Dan Biderman and Jessy Lin of Engram discuss their innovative approach to continual learning in AI, where models are always training to internalize domain-specific knowledge, enabling more efficient, intuitive reasoning and reducing reliance on external memory retrieval. They envision a future of personalized AI models that continuously adapt and learn, inspired by principles of human memory and neuroscience, aiming to transform productivity through specialized, context-aware systems beyond traditional foundation models.
In this discussion, Dan Biderman and Jessy Lin, co-founders of Engram, explore the challenges and innovations surrounding memory and continual learning in AI models. They emphasize that unlike traditional views separating pre-training and post-training, their approach treats models as always training, continuously integrating new and evolving context into the model weights. This ongoing learning process aims to make AI systems deeply understand specific domains, such as a company’s internal knowledge, much like a long-term employee would, rather than relying solely on externalized memory or context windows.
Engram’s technology focuses on fine-tuning models within specific workspaces or teams, using techniques like adapter fine-tuning to internalize relevant knowledge efficiently. This approach reduces the need for extensive context retrieval during inference, significantly cutting down token usage and computational costs. The founders highlight the trade-offs between memorization and retrieval, noting that while retrieval systems (like RAG) are useful, internalizing knowledge into model weights enables more intuitive and associative reasoning, which is crucial for complex tasks and personalized workflows.
The conversation also touches on the philosophical and technical aspects of memory in AI, comparing it to human memory’s lossy and selective nature.

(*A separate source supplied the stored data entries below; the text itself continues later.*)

//! Benchmarks for the spring mesh.

use std::hint::black_box;

use criterion::{BenchmarkId, Criterion};
use resona_dsp::elastika::ElastikaEngine;
use resona_dsp::engine::{Powered, StereoEngine};

use crate::{BLOCK_SIZES, SAMPLE_RATE};

pub fn bench_elastika(c: &mut Criterion) {
    let mut group = c.benchmark_group("scenarios/elastika");

    for &size in BLOCK_SIZES {
        let input: Vec<f32> = (0..size)
            .map(|i| if i % 64 < 4 { 1.0 } else { 0.0 })
            .collect();

        // === DEFAULT SETTINGS ===
        let mut engine = ElastikaEngine::new(SAMPLE_RATE);
        group.bench_with_input(BenchmarkId::new("default", size), &size, |b, _| {
            b.iter(|| {
                for &x in &input {
                    black_box(engine.process(SAMPLE_RATE, black_box(x), black_box(-x)));
                }
            })
        });

        // === CURL AND TILT ===
        // Rotation plus cross-fed ports, with a parameter change every block so
        // the coefficient refresh is included
        let mut engine = ElastikaEngine::new(SAMPLE_RATE);
        engine.set_input_tilt(0.8);
        engine.set_output_tilt(0.2);
        let mut curl = 0.0f32;
        group.bench_with_input(BenchmarkId::new("curl_modulated", size), &size, |b, _| {
            b.iter(|| {
                curl = if curl > 0.9 { -0.9 } else { curl + 0.1 };
                engine.set_curl(curl);
                for &x in &input {
                    black_box(engine.process(SAMPLE_RATE, black_box(x), black_box(x)));
                }
            })
        });

        // === POWER GATED ===
        let mut powered = Powered::new(ElastikaEngine::new(SAMPLE_RATE), SAMPLE_RATE);
        group.bench_with_input(BenchmarkId::new("powered", size), &size, |b, _| {
            b.iter(|| {
                for &x in &input {
                    black_box(powered.process(true, black_box(x), black_box(-x)));
                }
            })
        });

        // === DYNAMIC DISPATCH ===
        let mut boxed: Box<dyn StereoEngine> = Box::new(ElastikaEngine::new(SAMPLE_RATE));
        group.bench_with_input(BenchmarkId::new("boxed", size), &size, |b, _| {
            b.iter(|| {
                for &x in &input {
                    black_box(boxed.render_frame(black_box(x), black_box(-x)));
                }
            })
        });
    }

    group.finish();
}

They argue that AI models need to learn what is important to remember versus what can remain externalized, a problem still open in research. Drawing inspiration from neuroscience, they discuss how biological memory balances compression and abstraction, and how similar principles might guide future AI memory architectures. They also acknowledge the limitations of current transformer architectures in handling long contexts efficiently and the need for breakthroughs in continual learning.
Looking ahead, Biderman and Lin envision a future where everyone has personalized AI models tailored to their unique needs and contexts, distinct from generic foundation models. These models would continuously learn and adapt, improving over time with use, and could serve as neural interfaces to vast data ecosystems. They foresee a shift from one-size-fits-all AI to a diverse ecosystem of specialized models that better capture individual and organizational knowledge, enhancing productivity and innovation across various domains.
Finally, the founders reflect on the surprising dominance of language models over vision models in recent AI progress, offering a speculative theory related to information processing differences between modalities. They stress the importance of integrating research and product development to accelerate breakthroughs in memory and continual learning. Engram aims to be at the forefront of this movement, focusing exclusively on these challenges to unlock new capabilities in AI that go beyond raw intelligence to include dynamic, context-aware learning and memory.